■ To do
Extract each record and reproduce it exactly.

Content starts

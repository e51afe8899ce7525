//! Pre-align coordinate logs
//!
//! One reading per line: `Xmm 12.500 Ymm -3.250 Notch 0.010 Time 09-14-23 14:05:30`.
//! Coordinates are kept as exact decimals.

use chrono::NaiveDateTime;
use regex::Regex;
use sqlx::types::BigDecimal;
use std::str::FromStr;
use tracing::debug;

use eqlog_common::{EqlogError, Result};

use super::{non_blank, RowParser};
use crate::metadata::Metadata;
use crate::models::{CellValue, NormalizedRow};

const LINE_PATTERN: &str =
    r"(?i)^\s*Xmm\s+(?P<x>\S+)\s+Ymm\s+(?P<y>\S+)\s+Notch\s+(?P<notch>\S+)\s+Time\s+(?P<time>.+?)\s*$";

/// `MM-dd-yy HH:mm:ss`; chrono also accepts the unpadded `M-d-yy` form.
const PRIMARY_TIME_FORMAT: &str = "%m-%d-%y %H:%M:%S";

const FALLBACK_TIME_FORMATS: &[&str] = &[
    "%m-%d-%Y %H:%M:%S",
    "%m/%d/%y %H:%M:%S",
    "%m/%d/%Y %H:%M:%S",
    "%Y-%m-%d %H:%M:%S",
    "%Y/%m/%d %H:%M:%S",
    "%Y-%m-%dT%H:%M:%S",
    "%Y-%m-%d %H:%M:%S%.f",
    "%m/%d/%Y %I:%M:%S %p",
];

pub fn parse_time(value: &str) -> Option<NaiveDateTime> {
    let value = value.trim();
    std::iter::once(PRIMARY_TIME_FORMAT)
        .chain(FALLBACK_TIME_FORMATS.iter().copied())
        .find_map(|format| NaiveDateTime::parse_from_str(value, format).ok())
}

/// Parser for pre-align readings.
#[derive(Debug, Clone)]
pub struct PreAlignParser {
    pattern: Regex,
}

impl PreAlignParser {
    pub fn new() -> Result<Self> {
        let pattern = Regex::new(LINE_PATTERN)
            .map_err(|e| EqlogError::Parse(format!("pre-align pattern: {e}")))?;
        Ok(Self { pattern })
    }

    fn parse_line(&self, eqpid: &CellValue, line: &str) -> Option<NormalizedRow> {
        let caps = self.pattern.captures(line)?;
        let decimal = |name: &str| {
            caps.name(name)
                .and_then(|m| BigDecimal::from_str(m.as_str()).ok())
        };

        let (Some(x), Some(y), Some(notch)) = (decimal("x"), decimal("y"), decimal("notch")) else {
            debug!(line, "Skipping pre-align line with non-numeric coordinate");
            return None;
        };
        let Some(datetime) = caps.name("time").and_then(|m| parse_time(m.as_str())) else {
            debug!(line, "Skipping pre-align line with unparsable time");
            return None;
        };

        Some(
            NormalizedRow::new()
                .with("eqpid", eqpid.clone())
                .with("datetime", datetime)
                .with("xmm", x)
                .with("ymm", y)
                .with("notch", notch),
        )
    }
}

impl RowParser for PreAlignParser {
    fn parse(&self, lines: &[&str], metadata: &Metadata) -> Result<Vec<NormalizedRow>> {
        let eqpid = CellValue::from_option(metadata.eqpid());
        Ok(non_blank(lines)
            .filter_map(|line| self.parse_line(&eqpid, line))
            .collect())
    }

    fn name(&self) -> &'static str {
        "pre_align"
    }
}

#[cfg(test)]
#[allow(clippy::unwrap_used)]
mod tests {
    use super::*;
    use chrono::NaiveDate;

    fn decimal(value: &str) -> CellValue {
        CellValue::Decimal(BigDecimal::from_str(value).unwrap())
    }

    fn parse(lines: &[&str]) -> Vec<NormalizedRow> {
        let mut metadata = Metadata::new();
        metadata.insert_if_absent("EqpId", "EQ-PA");
        PreAlignParser::new().unwrap().parse(lines, &metadata).unwrap()
    }

    #[test]
    fn test_reading() {
        let rows = parse(&["Xmm 12.500 Ymm -3.250 Notch 0.010 Time 09-14-23 14:05:30"]);
        assert_eq!(rows.len(), 1);
        let row = &rows[0];
        assert_eq!(row.get("eqpid"), Some(&CellValue::text("EQ-PA")));
        assert_eq!(row.get("xmm"), Some(&decimal("12.500")));
        assert_eq!(row.get("ymm"), Some(&decimal("-3.250")));
        assert_eq!(row.get("notch"), Some(&decimal("0.010")));
        assert_eq!(
            row.get("datetime"),
            Some(&CellValue::Timestamp(
                NaiveDate::from_ymd_opt(2023, 9, 14)
                    .unwrap()
                    .and_hms_opt(14, 5, 30)
                    .unwrap()
            ))
        );
    }

    #[test]
    fn test_case_and_whitespace_tolerant() {
        let rows = parse(&["  xmm   1.0\tYMM 2   notch 3 time 9-4-23 7:05:09  "]);
        assert_eq!(rows.len(), 1);
        assert_eq!(
            rows[0].get("datetime").and_then(CellValue::as_timestamp),
            NaiveDate::from_ymd_opt(2023, 9, 4)
                .unwrap()
                .and_hms_opt(7, 5, 9)
        );
    }

    #[test]
    fn test_fallback_time_format() {
        assert!(parse_time("2023-09-14 14:05:30").is_some());
        assert!(parse_time("14:05:30").is_none());
    }

    #[test]
    fn test_bad_lines_skipped() {
        let rows = parse(&[
            "Xmm abc Ymm 1 Notch 2 Time 09-14-23 14:05:30",
            "Xmm 1 Ymm 1 Notch 2 Time whenever",
            "Pre-align log v2",
            "Xmm 1 Ymm 1 Notch 2 Time 09-14-23 14:05:31",
        ]);
        assert_eq!(rows.len(), 1);
    }
}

Content ends

■ Output of the task
repository e51afe8899ce7525
//! Pre-align coordinate logs
//!
//! One reading per line: `Xmm 12.500 Ymm -3.250 Notch 0.010 Time 09-14-23 14:05:30`.
//! Coordinates are kept as exact decimals.

use chrono::NaiveDateTime;
use regex::Regex;
use sqlx::types::BigDecimal;
use std::str::FromStr;
use tracing::debug;

use eqlog_common::{EqlogError, Result};

use super::{non_blank, RowParser};
use crate::metadata::Metadata;
use crate::models::{CellValue, NormalizedRow};

const LINE_PATTERN: &str =
    r"(?i)^\s*Xmm\s+(?P<x>\S+)\s+Ymm\s+(?P<y>\S+)\s+Notch\s+(?P<notch>\S+)\s+Time\s+(?P<time>.+?)\s*$";

/// `MM-dd-yy HH:mm:ss`; chrono also accepts the unpadded `M-d-yy` form.
const PRIMARY_TIME_FORMAT: &str = "%m-%d-%y %H:%M:%S";

const FALLBACK_TIME_FORMATS: &[&str] = &[
    "%m-%d-%Y %H:%M:%S",
    "%m/%d/%y %H:%M:%S",
    "%m/%d/%Y %H:%M:%S",
    "%Y-%m-%d %H:%M:%S",
    "%Y/%m/%d %H:%M:%S",
    "%Y-%m-%dT%H:%M:%S",
    "%Y-%m-%d %H:%M:%S%.f",
    "%m/%d/%Y %I:%M:%S %p",
];

pub fn parse_time(value: &str) -> Option<NaiveDateTime> {
    let value = value.trim();
    std::iter::once(PRIMARY_TIME_FORMAT)
        .chain(FALLBACK_TIME_FORMATS.iter().copied())
        .find_map(|format| NaiveDateTime::parse_from_str(value, format).ok())
}

/// Parser for pre-align readings.
#[derive(Debug, Clone)]
pub struct PreAlignParser {
    pattern: Regex,
}

impl PreAlignParser {
    pub fn new() -> Result<Self> {
        let pattern = Regex::new(LINE_PATTERN)
            .map_err(|e| EqlogError::Parse(format!("pre-align pattern: {e}")))?;
        Ok(Self { pattern })
    }

    fn parse_line(&self, eqpid: &CellValue, line: &str) -> Option<NormalizedRow> {
        let caps = self.pattern.captures(line)?;
        let decimal = |name: &str| {
            caps.name(name)
                .and_then(|m| BigDecimal::from_str(m.as_str()).ok())
        };

        let (Some(x), Some(y), Some(notch)) = (decimal("x"), decimal("y"), decimal("notch")) else {
            debug!(line, "Skipping pre-align line with non-numeric coordinate");
            return None;
        };
        let Some(datetime) = caps.name("time").and_then(|m| parse_time(m.as_str())) else {
            debug!(line, "Skipping pre-align line with unparsable time");
            return None;
        };

        Some(
            NormalizedRow::new()
                .with("eqpid", eqpid.clone())
                .with("datetime", datetime)
                .with("xmm", x)
                .with("ymm", y)
                .with("notch", notch),
        )
    }
}

impl RowParser for PreAlignParser {
    fn parse(&self, lines: &[&str], metadata: &Metadata) -> Result<Vec<NormalizedRow>> {
        let eqpid = CellValue::from_option(metadata.eqpid());
        Ok(non_blank(lines)
            .filter_map(|line| self.parse_line(&eqpid, line))
            .collect())
    }

    fn name(&self) -> &'static str {
        "pre_align"
    }
}

#[cfg(test)]
#[allow(clippy::unwrap_used)]
mod tests {
    use super::*;
    use chrono::NaiveDate;

    fn decimal(value: &str) -> CellValue {
        CellValue::Decimal(BigDecimal::from_str(value).unwrap())
    }

    fn parse(lines: &[&str]) -> Vec<NormalizedRow> {
        let mut metadata = Metadata::new();
        metadata.insert_if_absent("EqpId", "EQ-PA");
        PreAlignParser::new().unwrap().parse(lines, &metadata).unwrap()
    }

    #[test]
    fn test_reading() {
        let rows = parse(&["Xmm 12.500 Ymm -3.250 Notch 0.010 Time 09-14-23 14:05:30"]);
        assert_eq!(rows.len(), 1);
        let row = &rows[0];
        assert_eq!(row.get("eqpid"), Some(&CellValue::text("EQ-PA")));
        assert_eq!(row.get("xmm"), Some(&decimal("12.500")));
        assert_eq!(row.get("ymm"), Some(&decimal("-3.250")));
        assert_eq!(row.get("notch"), Some(&decimal("0.010")));
        assert_eq!(
            row.get("datetime"),
            Some(&CellValue::Timestamp(
                NaiveDate::from_ymd_opt(2023, 9, 14)
                    .unwrap()
                    .and_hms_opt(14, 5, 30)
                    .unwrap()
            ))
        );
    }

    #[test]
    fn test_case_and_whitespace_tolerant() {
        let rows = parse(&["  xmm   1.0\tYMM 2   notch 3 time 9-4-23 7:05:09  "]);
        assert_eq!(rows.len(), 1);
        assert_eq!(
            rows[0].get("datetime").and_then(CellValue::as_timestamp),
            NaiveDate::from_ymd_opt(2023, 9, 4)
                .unwrap()
                .and_hms_opt(7, 5, 9)
        );
    }

    #[test]
    fn test_fallback_time_format() {
        assert!(parse_time("2023-09-14 14:05:30").is_some());
        assert!(parse_time("14:05:30").is_none());
    }

    #[test]
    fn test_bad_lines_skipped() {
        let rows = parse(&[
            "Xmm abc Ymm 1 Notch 2 Time 09-14-23 14:05:30",
            "Xmm 1 Ymm 1 Notch 2 Time whenever",
            "Pre-align log v2",
            "Xmm 1 Ymm 1 Notch 2 Time 09-14-23 14:05:31",
        ]);
        assert_eq!(rows.len(), 1);
    }
}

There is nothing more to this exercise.